There’s nothing better than whiling away a couple of hours in a decent independent bookshop, ideally one that also doubles as a cafe.
In Wellington, Unity Books is my go-to destination for new books, and I usually make a beeline for the history section in the middle of the store. For secondhand books, I visit to Arty Bees, or Pegasus Books and it’s rare for me to leave without some out-of-print title in my bag.
It’s the same when I travel - I’ll avoid the high street retailers and look for the local indie bookshops, which are the best curators of literature and also beacons of culture in their local communities, offering author signings and talks.
In New Zealand, our indie bookshops proudly shine a light on New Zealand literature. At Unity Books, the local authors’ section is one of the first you encounter on walking through the front door.
I spend hundreds of dollars a year at indie bookstores, but for too long I’ve also guiltily given hundreds more to Amazon, the galactic empire that casts its shadow over Aotearoa’s rebel alliance of indie bookstores all the way from its headquarters in Seattle, Washington.
Every month, I shell out about $25 on an Audible subscription, allowing me to download one new audio book, and choose from a selection of others bundled in with the sub. To be fair, other than the library-run eBook lending schemes, there isn’t really a local match for Audible.
Buying books offshore
Until last year, I also regularly bought books via the superb UK-based website Bookdepository.co.uk.
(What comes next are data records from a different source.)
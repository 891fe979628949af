//! Astigmatic z fitting against the width calibration curve.

mod common;

use psffit::{
    FitConfig, FitState, GaussianPsf, PeakSeed, PeakStatus, Strategy, ZCalibration, ZWidthParams,
};

use common::{defocus_sigma, render, Emitter};

const W0: f64 = 3.0;
const CX: f64 = -0.2;
const CY: f64 = 0.2;
const D: f64 = 0.5;

fn calibration(min_z: f64, max_z: f64) -> ZCalibration {
    let wx = ZWidthParams {
        w0: W0,
        c: CX,
        d: D,
        a: 0.0,
        b: 0.0,
    };
    let wy = ZWidthParams {
        w0: W0,
        c: CY,
        d: D,
        a: 0.0,
        b: 0.0,
    };
    ZCalibration::new(wx, wy, min_z, max_z).unwrap()
}

fn defocused_frame(width: usize, height: usize, x: f64, y: f64, z: f64) -> Vec<f64> {
    let truth = Emitter {
        height: 500.0,
        x,
        y,
        sigma_x: defocus_sigma(W0, CX, D, 0.0, 0.0, z),
        sigma_y: defocus_sigma(W0, CY, D, 0.0, 0.0, z),
    };
    render(width, height, 20.0, &[truth])
}

fn z_state(cal: ZCalibration, image: &[f64], width: usize, height: usize) -> FitState<GaussianPsf> {
    let mut state = FitState::new(
        GaussianPsf::z_calibrated(cal),
        width,
        height,
        &vec![0.0; width * height],
        FitConfig {
            margin: 9,
            strategy: Strategy::LevenbergMarquardt,
            ..FitConfig::default()
        },
    )
    .unwrap();
    state.set_image(image).unwrap();
    state
}

fn run(state: &mut FitState<GaussianPsf>, max_sweeps: usize) {
    let mut sweeps = 0;
    while state.unconverged() > 0 && sweeps < max_sweeps {
        state.iterate();
        sweeps += 1;
    }
}

#[test]
fn recovers_defocus_from_widths() {
    // Defocused emitter at z = +0.2 (wider in x than y), seeded in focus.
    let width = 30;
    let height = 30;
    let image = defocused_frame(width, height, 15.3, 14.7, 0.2);

    let mut state = z_state(calibration(-0.6, 0.6), &image, width, height);
    state
        .new_peaks(&[PeakSeed::new(450.0, 15.0, 15.0, 20.0, 1.5)])
        .unwrap();

    run(&mut state, 500);
    assert_eq!(state.unconverged(), 0);

    let result = state.results()[0];
    assert_eq!(result.status, PeakStatus::Converged);
    assert!((result.z_center - 0.2).abs() < 0.01, "z = {}", result.z_center);
    assert!((result.x_center - 15.3).abs() < 1e-3);
    assert!((result.y_center - 14.7).abs() < 1e-3);

    // Reported sigmas follow the calibration curve at the fitted z.
    let expected_sx = defocus_sigma(W0, CX, D, 0.0, 0.0, result.z_center);
    assert!((result.x_sigma - expected_sx).abs() < 1e-6);
}

#[test]
fn out_of_range_z_seed_is_clamped_into_range() {
    let width = 30;
    let height = 30;
    let image = defocused_frame(width, height, 15.2, 14.8, 0.1);

    let mut state = z_state(calibration(-0.4, 0.4), &image, width, height);
    state
        .new_peaks(&[PeakSeed::new(450.0, 15.0, 15.0, 20.0, 1.5).with_z(0.9)])
        .unwrap();

    run(&mut state, 500);
    assert_eq!(state.unconverged(), 0);

    let result = state.results()[0];
    assert_eq!(result.status, PeakStatus::Converged);
    assert!(result.z_center <= 0.4 && result.z_center >= -0.4);
    assert!((result.z_center - 0.1).abs() < 0.01, "z = {}", result.z_center);
}

#[test]
fn widths_are_slaved_to_z() {
    // The z-calibrated model must never fit widths independently: after any
    // number of sweeps the stored widths match the curve at the current z.
    let width = 30;
    let height = 30;
    let image = defocused_frame(width, height, 15.0, 15.0, -0.15);

    let mut state = z_state(calibration(-0.6, 0.6), &image, width, height);
    state
        .new_peaks(&[PeakSeed::new(450.0, 14.8, 15.2, 20.0, 1.5)])
        .unwrap();

    for _ in 0..5 {
        state.iterate();
        let peak = &state.peaks()[0];
        let z = peak.params[psffit::peak::param::ZCENTER];
        let expected = defocus_sigma(W0, CX, D, 0.0, 0.0, z);
        let stored = (1.0 / (2.0 * peak.params[psffit::peak::param::XWIDTH])).sqrt();
        assert!((stored - expected).abs() < 1e-9, "sigma {stored} vs {expected}");
    }
}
The website had an incredible selection of books, at sharp prices, and offered free shipping to New Zealand. Unfortunately, Amazon bought Book Depository in 2011. Its ardent fans expected it to be shut down, but Book Depository survived more than a decade to finally get the chop last year when Amazon made deep cuts across its business.
Bookdepository’s demise is probably a good thing for our local indie bookstores. A 2021 study commissioned by the book-promoting, not-for-profit Read NZ, found that 35% of New Zealanders bought their books online from overseas websites.
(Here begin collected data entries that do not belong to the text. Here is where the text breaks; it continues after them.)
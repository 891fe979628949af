//! Width-versus-z calibration for astigmatic 3D fitting.
//!
//! The defocus curve per axis is `w(z) = w0 * sqrt(1 + u^2 + A*u^3 + B*u^4)`
//! with `u = (z - c) / d`. In the inverse-exponent convention the stored
//! width becomes `2 / (w0^2 * (1 + u^2 + A*u^3 + B*u^4))`.

use crate::util::{PsfFitError, PsfFitResult};

/// Defocus curve coefficients for one axis: `(w0, c, d, A, B)`.
#[derive(Clone, Copy, Debug)]
pub struct ZWidthParams {
    /// In-focus width in pixels.
    pub w0: f64,
    /// Focal offset, z units.
    pub c: f64,
    /// Depth scale, z units.
    pub d: f64,
    /// Cubic coefficient.
    pub a: f64,
    /// Quartic coefficient.
    pub b: f64,
}

#[derive(Clone, Copy, Debug)]
struct Axis {
    w0_sq: f64,
    c: f64,
    d: f64,
    a: f64,
    b: f64,
}

impl Axis {
    fn new(p: ZWidthParams) -> Self {
        Self {
            w0_sq: p.w0 * p.w0,
            c: p.c,
            d: p.d,
            a: p.a,
            b: p.b,
        }
    }

    /// Inverse-exponent width and the squared polynomial term at `z`.
    fn width(&self, z: f64) -> (f64, f64) {
        let z0 = (z - self.c) / self.d;
        let z1 = z0 * z0;
        let z2 = z1 * z0;
        let z3 = z2 * z0;
        let tmp = 1.0 + z1 + self.a * z2 + self.b * z3;
        (2.0 / (self.w0_sq * tmp), tmp * tmp)
    }

    /// Width gradient used in the z Jacobian column.
    ///
    /// `term` must be the squared polynomial from the matching `width` call.
    fn gradient(&self, z: f64, term: f64) -> f64 {
        let z0 = (z - self.c) / self.d;
        let z1 = z0 * z0;
        let z2 = z1 * z0;
        let zt = 2.0 * z0 + 3.0 * self.a * z1 + 4.0 * self.b * z2;
        -2.0 * zt / (self.w0_sq * term)
    }
}

/// Per-axis defocus calibration plus the allowed z range.
#[derive(Clone, Copy, Debug)]
pub struct ZCalibration {
    wx: Axis,
    wy: Axis,
    min_z: f64,
    max_z: f64,
}

impl ZCalibration {
    /// Builds a calibration from per-axis coefficients and a z range.
    pub fn new(
        wx: ZWidthParams,
        wy: ZWidthParams,
        min_z: f64,
        max_z: f64,
    ) -> PsfFitResult<Self> {
        if wx.w0 <= 0.0 || wy.w0 <= 0.0 {
            return Err(PsfFitError::InvalidInput("z calibration w0 must be positive"));
        }
        if wx.d == 0.0 || wy.d == 0.0 {
            return Err(PsfFitError::InvalidInput("z calibration depth scale must be nonzero"));
        }
        if !(min_z < max_z) {
            return Err(PsfFitError::InvalidInput("z range must satisfy min_z < max_z"));
        }
        Ok(Self {
            wx: Axis::new(wx),
            wy: Axis::new(wy),
            min_z,
            max_z,
        })
    }

    /// Minimum allowed z.
    pub fn min_z(&self) -> f64 {
        self.min_z
    }

    /// Maximum allowed z.
    pub fn max_z(&self) -> f64 {
        self.max_z
    }

    /// Clamps `z` into the calibrated range.
    pub fn clamp_z(&self, z: f64) -> f64 {
        z.clamp(self.min_z, self.max_z)
    }

    /// `(x_width, wx_term, y_width, wy_term)` at `z`.
    pub(crate) fn widths(&self, z: f64) -> (f64, f64, f64, f64) {
        let (xw, xt) = self.wx.width(z);
        let (yw, yt) = self.wy.width(z);
        (xw, xt, yw, yt)
    }

    /// Width gradients `(gx, gy)` for the z Jacobian column.
    pub(crate) fn gradients(&self, z: f64, wx_term: f64, wy_term: f64) -> (f64, f64) {
        (self.wx.gradient(z, wx_term), self.wy.gradient(z, wy_term))
    }
}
Booksellers, the local association of independent booksellers, which has been around since 1921, is trying to claw back some of that business going offshore, by building a stronger e-commerce presence for its network of booksellers.
About six months ago it launched Bookhub, an online shop window into about 70 bookstores around the country. It features a live inventory of all books for sale in those stores. For instance, searching for John Mulgan’s Man Alone, my favourite New Zealand novel, produced 89 copies across 21 bookstores, each priced at $16.
I was then presented with an “add to cart” button alongside each bookseller, allowing me to click through to its site to complete the transaction. This is the big difference between Bookhub and other popular online bookstores, including Amazon, Fishpond, and Booktopia.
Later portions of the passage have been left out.